Nous partageons une histoire faite d’ignominies : au lieu que nos langues, nos pensées, nos modes de vie communautaires et nos valeurs liées à la démocratie directe viennent faire partie intégrante du patrimoine national et de celui de l’humanité, les gouvernements ont épousé le libre-échange pour prostituer nos civilisations méso-américaines. Nous, les peuples indigènes et paysans, nous n’avons jamais cherché à anéantir une autre culture ou à faire la guerre à d’autres peuples. Nous ne sommes pas non plus obsédés par une volonté de conquête et ne cherchons pas à imposer d’autres noms et d’autres gouvernements aux autres ; nous n’éprouvons nul besoin de convertir d’autres populations à nos propres croyances, pas plus que nous ne recherchons le pouvoir pour pouvoir nous enrichir en s’emparant des richesses d’autrui.
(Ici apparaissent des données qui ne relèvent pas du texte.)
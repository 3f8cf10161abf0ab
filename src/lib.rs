//! shell-expenses - a command-line expense tracker
//!
//! Records, lists, searches, and deletes expenses kept in a single SQLite
//! table.
//!
//! # Architecture
//!
//! The crate is organized into the following modules:
//!
//! - `config`: Path resolution and user settings
//! - `error`: Custom error types
//! - `models`: The expense entity and its money amount
//! - `storage`: The expense store owning the database connection
//! - `display`: Text formatting for query results
//! - `export`: CSV export
//! - `cli`: Command definitions and handlers
//!
//! # Example
//!
//! ```rust,no_run
//! use expenses::models::{Money, NewExpense};
//! use expenses::storage::ExpenseStore;
//!
//! # fn main() -> expenses::error::ExpenseResult<()> {
//! let store = ExpenseStore::open("shell-expenses.db")?;
//! store.ensure_table()?;
//! store.insert(&NewExpense::new(Money::from_cents(1000), "Lunch"))?;
//! # Ok(())
//! # }
//! ```

pub mod cli;
pub mod config;
pub mod display;
pub mod error;
pub mod export;
pub mod models;
pub mod storage;

pub use error::{ExpenseError, ExpenseResult};
//! CSV Export functionality
//!
//! Writes stored expenses in spreadsheet-compatible CSV with a header row.

use std::io::Write;

use crate::error::ExpenseResult;
use crate::models::Expense;
use crate::storage::ExpenseStore;

/// Export all stored expenses to CSV, returning the number of rows written
pub fn export_expenses_csv<W: Write>(store: &ExpenseStore, writer: W) -> ExpenseResult<usize> {
    let expenses = store.list()?;
    write_expenses_csv(&expenses, writer)?;
    Ok(expenses.len())
}

/// Write the given expenses as CSV
///
/// Columns: `id,created_on,amount,memo`. The header is written even when
/// there are no rows.
pub fn write_expenses_csv<W: Write>(expenses: &[Expense], writer: W) -> ExpenseResult<()> {
    let mut csv_writer = csv::WriterBuilder::new()
        .has_headers(false)
        .from_writer(writer);

    csv_writer.write_record(["id", "created_on", "amount", "memo"])?;
    for expense in expenses {
        csv_writer.serialize(expense)?;
    }

    csv_writer.flush()?;
    Ok(())
}
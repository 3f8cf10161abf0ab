//! Display formatting for terminal output
//!
//! Turns query results into the text printed by the CLI.

pub mod expense;

pub use expense::{
    format_count, format_expense_report, format_expense_row, format_expense_table,
    format_search_header,
};
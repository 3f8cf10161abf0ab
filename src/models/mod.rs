//! Core data models for shell-expenses
//!
//! The domain is a single flat entity: an expense with an amount, a memo and
//! the date it was recorded.

pub mod expense;
pub mod ids;
pub mod money;

pub use expense::{Expense, NewExpense};
pub use ids::ExpenseId;
pub use money::{Money, MoneyParseError};
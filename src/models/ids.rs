//! Strongly-typed ID wrapper for expenses
//!
//! Expense ids are assigned by the database (auto-incrementing integer
//! primary key), so the wrapper holds the raw row id.

use rusqlite::types::{FromSql, FromSqlResult, ToSql, ToSqlOutput, ValueRef};
use serde::{Deserialize, Serialize};
use std::fmt;
use std::num::ParseIntError;
use std::str::FromStr;

/// Identifier of a stored expense
#[derive(Debug, Clone, Copy, PartialEq, Eq, PartialOrd, Ord, Hash, Serialize, Deserialize)]
#[serde(transparent)]
pub struct ExpenseId(i64);

impl ExpenseId {
    /// Wrap a raw row id
    pub const fn new(id: i64) -> Self {
        Self(id)
    }
}

impl fmt::Display for ExpenseId {
    fn fmt(&self, f: &mut fmt::Formatter<'_>) -> fmt::Result {
        fmt::Display::fmt(&self.0, f)
    }
}

impl FromStr for ExpenseId {
    type Err = ParseIntError;

    fn from_str(s: &str) -> Result<Self, Self::Err> {
        s.trim().parse().map(Self)
    }
}

impl ToSql for ExpenseId {
    fn to_sql(&self) -> rusqlite::Result<ToSqlOutput<'_>> {
        Ok(ToSqlOutput::from(self.0))
    }
}

impl FromSql for ExpenseId {
    fn column_result(value: ValueRef<'_>) -> FromSqlResult<Self> {
        i64::column_result(value).map(Self)
    }
}
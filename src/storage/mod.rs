//! Storage layer for shell-expenses
//!
//! A single SQLite database file holds the `expenses` table. The
//! [`ExpenseStore`] owns the connection; [`init`] handles first-run table
//! creation.

pub mod expenses;
pub mod init;

pub use expenses::ExpenseStore;
//! User settings for shell-expenses
//!
//! Persisted as pretty-printed JSON in `config.json` under the base
//! directory. Missing fields fall back to their defaults.

use serde::{Deserialize, Serialize};

use super::paths::ExpensePaths;
use crate::error::ExpenseError;

/// Newest settings layout this build understands
pub const CURRENT_SCHEMA_VERSION: u32 = 1;

/// User settings for shell-expenses
#[derive(Debug, Clone, PartialEq, Eq, Serialize, Deserialize)]
pub struct Settings {
    /// Schema version for migration support
    #[serde(default = "default_schema_version")]
    pub schema_version: u32,

    /// Ask for a keypress before `clear` deletes every expense
    #[serde(default = "default_confirm_clear")]
    pub confirm_clear: bool,

    /// Tracing filter used when `EXPENSES_LOG` is not set
    #[serde(default = "default_log_level")]
    pub log_level: String,
}

fn default_schema_version() -> u32 {
    CURRENT_SCHEMA_VERSION
}

fn default_confirm_clear() -> bool {
    true
}

fn default_log_level() -> String {
    "warn".to_string()
}

impl Default for Settings {
    fn default() -> Self {
        Self {
            schema_version: default_schema_version(),
            confirm_clear: default_confirm_clear(),
            log_level: default_log_level(),
        }
    }
}

impl Settings {
    /// Load settings from disk, or use defaults if the file doesn't exist
    pub fn load_or_create(paths: &ExpensePaths) -> Result<Self, ExpenseError> {
        let settings_path = paths.settings_file();

        if !settings_path.exists() {
            // Don't save yet - let caller decide when to persist
            return Ok(Settings::default());
        }

        let contents = std::fs::read_to_string(&settings_path)
            .map_err(|e| ExpenseError::Io(format!("Failed to read settings file: {}", e)))?;

        let settings: Settings = serde_json::from_str(&contents)
            .map_err(|e| ExpenseError::Config(format!("Failed to parse settings file: {}", e)))?;

        if settings.schema_version > CURRENT_SCHEMA_VERSION {
            return Err(ExpenseError::Config(format!(
                "Settings file has schema version {}, newest supported is {}",
                settings.schema_version, CURRENT_SCHEMA_VERSION
            )));
        }

        Ok(settings)
    }

    /// Save settings to disk
    pub fn save(&self, paths: &ExpensePaths) -> Result<(), ExpenseError> {
        paths.ensure_directories()?;

        let contents = serde_json::to_string_pretty(self)
            .map_err(|e| ExpenseError::Config(format!("Failed to serialize settings: {}", e)))?;

        std::fs::write(paths.settings_file(), contents)
            .map_err(|e| ExpenseError::Io(format!("Failed to write settings file: {}", e)))?;

        Ok(())
    }
}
La société dominante et les gouvernements qu’elle a engendrés dans nos pays n’ont voulu voir dans l’attitude respectueuse envers les autres qui est la nôtre qu’ingénuité, faiblesse et incapacité à raisonner. Ils nous traitent comme des enfants et continuent de vouloir nous escroquer en échangeant notre or contre de la verroterie ; ils emploient les lois des oppresseurs pour nous soumettre, nous acheter et nous faire croire que nous serions privilégiés par leurs gouvernements de despotes et de caciques. Notre mémoire collective est le joyau éclatant qui continue de nous éclairer afin de ne pas trébucher et de ne pas perdre la voie de la dignité et de notre identité comme peuples porteurs d’une grande civilisation.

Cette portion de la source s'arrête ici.